Archaeologists to break ground at site where Ark of the Covenant stood
Israeli and French researchers to excavate ancient site of Kiryat Ye’arim, outside Jerusalem, one of the few unstudied biblical tels.
by Ilan Ben Zion, The Times of Israel
February 8, 2017
Joshua passing the River Jordan with the Ark of the Covenant
by Benjamin West, 1800
One of the few remaining unstudied major biblical sites, where according to the Bible the Ark of the Covenant was kept for two decades, will be excavated by archaeologists this summer for the first time.
Organizers hope the anticipated study of Kiryat Ye’arim (also transliterated as Kiriath Jearim) will shed light on the site’s significance during the Iron Age, the period associated with the biblical account of King David.
Kiryat Ye’arim is mentioned over a dozen times in the Bible as a Judahite town situated near Jerusalem during the period of the judges and King David — the Iron Age, in archaeological terms.
The biblical town is associated with the hill where the Deir El-Azar monastery is situated, next to modern Arab town of Abu Ghosh, 12 kilometers (7 miles) west of Jerusalem’s Old City. A modern Jewish town founded nearby is named after the ancient site.
The Shmunis Family Excavations at Kiriath Jearim‘s first season kicks off in August under the aegis of Tel Aviv University’s Israel Finkelstein and Christophe Nicolle and Thomas Römer of College de France.
“The place is important for several reasons,” Finkelstein told The Times of Israel. “It’s a large, central site in the Jerusalem hills that hasn’t been studied until now. It may be the only key site in Judah that hasn’t undergone a systematic archaeological excavation.”
The crown of the tel is largely bare, save for a 20th century monastery dedicated to Our Lady of the Ark of the Covenant, which sits atop the ruins of an earlier Byzantine edifice at the summit. The dig will focus on the area around the monastery. Much of the site, Finkelstein said, is believed to be relatively undisturbed.
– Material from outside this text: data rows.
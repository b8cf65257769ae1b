//! Sequence-level conversion, driving the codec across a whole input.

use alloc::{string::String, vec::Vec};
use core::{iter::FusedIterator, slice};

use bstr::ByteSlice;

use crate::{
    codec::{Decoded, Utf8Token, encode_ucs2_unit, encoded_len, try_decode_utf8_token},
    error::{ConvertError, DecodeError},
    options::{DecodeOptions, Resync},
};

/// Lazily decodes a UTF-8 byte sequence into UCS-2 code units.
///
/// Every token yields exactly one item: `Ok(unit)` or the positioned decode
/// failure. After a failure the cursor resumes according to the configured
/// [`Resync`] policy, so iteration always runs to the end of the input.
///
/// ```rust
/// use utf8ucs2::Ucs2Units;
///
/// let mut units = Ucs2Units::new(&[0x41, 0x80, 0xCE, 0x94]);
/// assert_eq!(units.next(), Some(Ok(0x41)));
/// let err = units.next().unwrap().unwrap_err();
/// assert_eq!(err.offset(), 1);
/// assert_eq!(units.next(), Some(Ok(0x394)));
/// assert_eq!(units.next(), None);
/// ```
#[derive(Debug, Clone)]
pub struct Ucs2Units<'a> {
    bytes: &'a [u8],
    offset: usize,
    options: DecodeOptions,
}

impl<'a> Ucs2Units<'a> {
    /// Decodes `bytes` with [`DecodeOptions::default`].
    #[must_use]
    pub fn new(bytes: &'a [u8]) -> Self {
        Self::with_options(bytes, DecodeOptions::default())
    }

    /// Decodes `bytes` with the given options.
    #[must_use]
    pub fn with_options(bytes: &'a [u8], options: DecodeOptions) -> Self {
        Self {
            bytes,
            offset: 0,
            options,
        }
    }

    /// Byte offset of the next token to decode.
    #[must_use]
    pub fn offset(&self) -> usize {
        self.offset
    }

    /// Replaces each failure with the configured placeholder.
    #[must_use]
    pub fn lossy(self) -> Lossy<'a> {
        Lossy { inner: self }
    }

    /// Bytes to advance past a failed token.
    fn resync_len(&self, err: DecodeError) -> usize {
        match self.options.resync {
            Resync::SkipToken if err.is_out_of_range() => {
                err.implied_len().min(self.bytes.len() - self.offset)
            }
            _ => 1,
        }
    }
}

impl Iterator for Ucs2Units<'_> {
    type Item = Result<u16, ConvertError>;

    fn next(&mut self) -> Option<Self::Item> {
        if self.offset >= self.bytes.len() {
            return None;
        }
        let at = self.offset;

        match try_decode_utf8_token(self.bytes, at) {
            Ok(Decoded { unit, len }) => {
                self.offset += len;
                Some(Ok(unit))
            }
            Err(source) => {
                #[cfg(feature = "log")]
                log::trace!("utf-8 decode failed at byte {at}: {source}");

                self.offset += self.resync_len(source);
                Some(Err(ConvertError { source, offset: at }))
            }
        }
    }

    fn size_hint(&self) -> (usize, Option<usize>) {
        let remaining = self.bytes.len() - self.offset;
        // longest advance per item: a 3-byte token, or a skipped 6-byte one
        let widest = match self.options.resync {
            Resync::NextByte => 3,
            Resync::SkipToken => 6,
        };
        (remaining.div_ceil(widest), Some(remaining))
    }
}

impl FusedIterator for Ucs2Units<'_> {}

/// [`Ucs2Units`] with failures replaced by the placeholder code unit.
#[derive(Debug, Clone)]
pub struct Lossy<'a> {
    inner: Ucs2Units<'a>,
}

impl Iterator for Lossy<'_> {
    type Item = u16;

    fn next(&mut self) -> Option<u16> {
        let placeholder = self.inner.options.placeholder;
        self.inner.next().map(|res| res.unwrap_or(placeholder))
    }

    fn size_hint(&self) -> (usize, Option<usize>) {
        self.inner.size_hint()
    }
}

impl FusedIterator for Lossy<'_> {}

/// Converts a UTF-8 byte sequence to UCS-2.
///
/// Tokens that fail to decode become `?` and decoding resumes at the next
/// byte. The whole input is always consumed; embedded zero bytes are ordinary
/// characters.
#[must_use]
pub fn utf8_to_ucs2(bytes: &[u8]) -> Vec<u16> {
    utf8_to_ucs2_with(bytes, &DecodeOptions::default())
}

/// Converts a UTF-8 byte sequence to UCS-2 with a custom placeholder and
/// resynchronization policy.
#[must_use]
pub fn utf8_to_ucs2_with(bytes: &[u8], options: &DecodeOptions) -> Vec<u16> {
    let mut out = Vec::with_capacity(bytes.len());
    out.extend(Ucs2Units::with_options(bytes, *options).lossy());
    out
}

/// Converts a UTF-8 byte sequence to UCS-2, stopping at the first token that
/// does not decode.
///
/// # Errors
///
/// Returns the first decode failure together with its byte offset.
pub fn try_utf8_to_ucs2(bytes: &[u8]) -> Result<Vec<u16>, ConvertError> {
    Ucs2Units::new(bytes).collect()
}

/// Lazily encodes UCS-2 code units as UTF-8 bytes.
#[derive(Debug, Clone)]
pub struct Utf8Bytes<'a> {
    units: slice::Iter<'a, u16>,
    token: Utf8Token,
    pos: usize,
}

impl<'a> Utf8Bytes<'a> {
    /// Encodes `units`.
    #[must_use]
    pub fn new(units: &'a [u16]) -> Self {
        Self {
            units: units.iter(),
            token: Utf8Token::EMPTY,
            pos: 0,
        }
    }
}

impl Iterator for Utf8Bytes<'_> {
    type Item = u8;

    fn next(&mut self) -> Option<u8> {
        if self.pos >= self.token.len() {
            self.token = encode_ucs2_unit(*self.units.next()?);
            self.pos = 0;
        }
        let byte = self.token.as_bytes()[self.pos];
        self.pos += 1;
        Some(byte)
    }

    fn size_hint(&self) -> (usize, Option<usize>) {
        let pending = self.token.len() - self.pos;
        let units = self.units.len();
        (pending + units, Some(pending + units * 3))
    }
}

impl FusedIterator for Utf8Bytes<'_> {}

/// Exact number of bytes [`ucs2_to_utf8`] produces for `units`.
#[must_use]
pub fn ucs2_utf8_len(units: &[u16]) -> usize {
    units.iter().map(|&unit| encoded_len(unit)).sum()
}

/// Converts a UCS-2 sequence to UTF-8 bytes. Never fails.
///
/// Surrogate-range units are encoded as standalone 3-byte tokens, which
/// strict UTF-8 decoders reject; see [`ucs2_to_string`].
#[must_use]
pub fn ucs2_to_utf8(units: &[u16]) -> Vec<u8> {
    let mut out = Vec::with_capacity(ucs2_utf8_len(units));
    for &unit in units {
        out.extend_from_slice(encode_ucs2_unit(unit).as_bytes());
    }
    out
}

/// Converts a UCS-2 sequence to a `String`.
///
/// Identical to [`ucs2_to_utf8`] unless the input holds surrogate-range
/// units. Their 3-byte encodings (e.g. `ED A0 80` for `0xD800`) are not valid
/// UTF-8 and each becomes three U+FFFD, one per byte, following the
/// maximal-subpart substitution of [`bstr::ByteSlice::to_str_lossy`].
#[must_use]
pub fn ucs2_to_string(units: &[u16]) -> String {
    match String::from_utf8(ucs2_to_utf8(units)) {
        Ok(s) => s,
        Err(err) => err.as_bytes().to_str_lossy().into_owned(),
    }
}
One of the tantalizing aspects of Kiryat Ye’arim is the likelihood of there having been an ancient temple at the site, remains of which may lie buried. Such a discovery could help scholars better understand cultic practices in Judah during the Iron Age.
In several parts of the biblical narrative, Kiryat Ye’arim is alluded to as a site of religious worship. It’s referred to variously as Kiryat Ba’al, Ba’alah and Ba’ale Judah in the Book of Joshua, suggesting the site was at some point affiliated with worship of Ba’al, storm god of the Canaanite pantheon.
1728 illustration of the Ark at the erection of the Tabernacle
and the sacred vessels, as in Exodus 40:17-19
(Gerard Hoet and others, published by P. de Hondt in The Hague / Wikipedia)
According to the Book of Samuel, the Ark of the Covenant was stored at Kiryat Ye’arim for 20 years after it was returned to the Israelites by the Philistines, who had captured it in battle and to their dismay were smitten with disease. The text says the ark was stored “in the house of Avinadab in the hill” and tended by the priest Elazar before King David conveyed it to his capital in Jerusalem.
Atlas of the land of Canaan during the Israelite conquest
from The International Standard Bible Encyclopedia
(public domain via Wikimedia Commons)
Whether or not the story of the ark being kept at Kiryat Ye’arim can be taken as historical fact, Finkelstein argues, the fact that it’s mentioned in that context suggests the town was of great significance, “and it’s reasonable to assume there was a temple there.”
“To follow the story, the place where they took the Ark of the Covenant wasn’t, of course, just some field or under a tree, they refer to an important cult place,” he said.
The exact nature of that shrine, however, is unclear. The Book of Joshua was assembled centuries after the events described in the text. Does the book’s association of Kiryat Ye’arim with a pagan deity indicate contemporary Ba’al worship, or allude to a bygone era?
The major questions concerning the manner of worship conducted at Kiryat Ye’arim are difficult to resolve through excavating the site, Finkelstein said. “You need a lot of luck for archaeology to provide answers to such complex questions,” he said.
Nonetheless, Finkelstein said he hopes the dig will yield vital information about the history of the site’s inhabitation, its rise and fall, from which scholars may be able to reflect on the larger picture of life in Iron Age Judah, including nearby Jerusalem.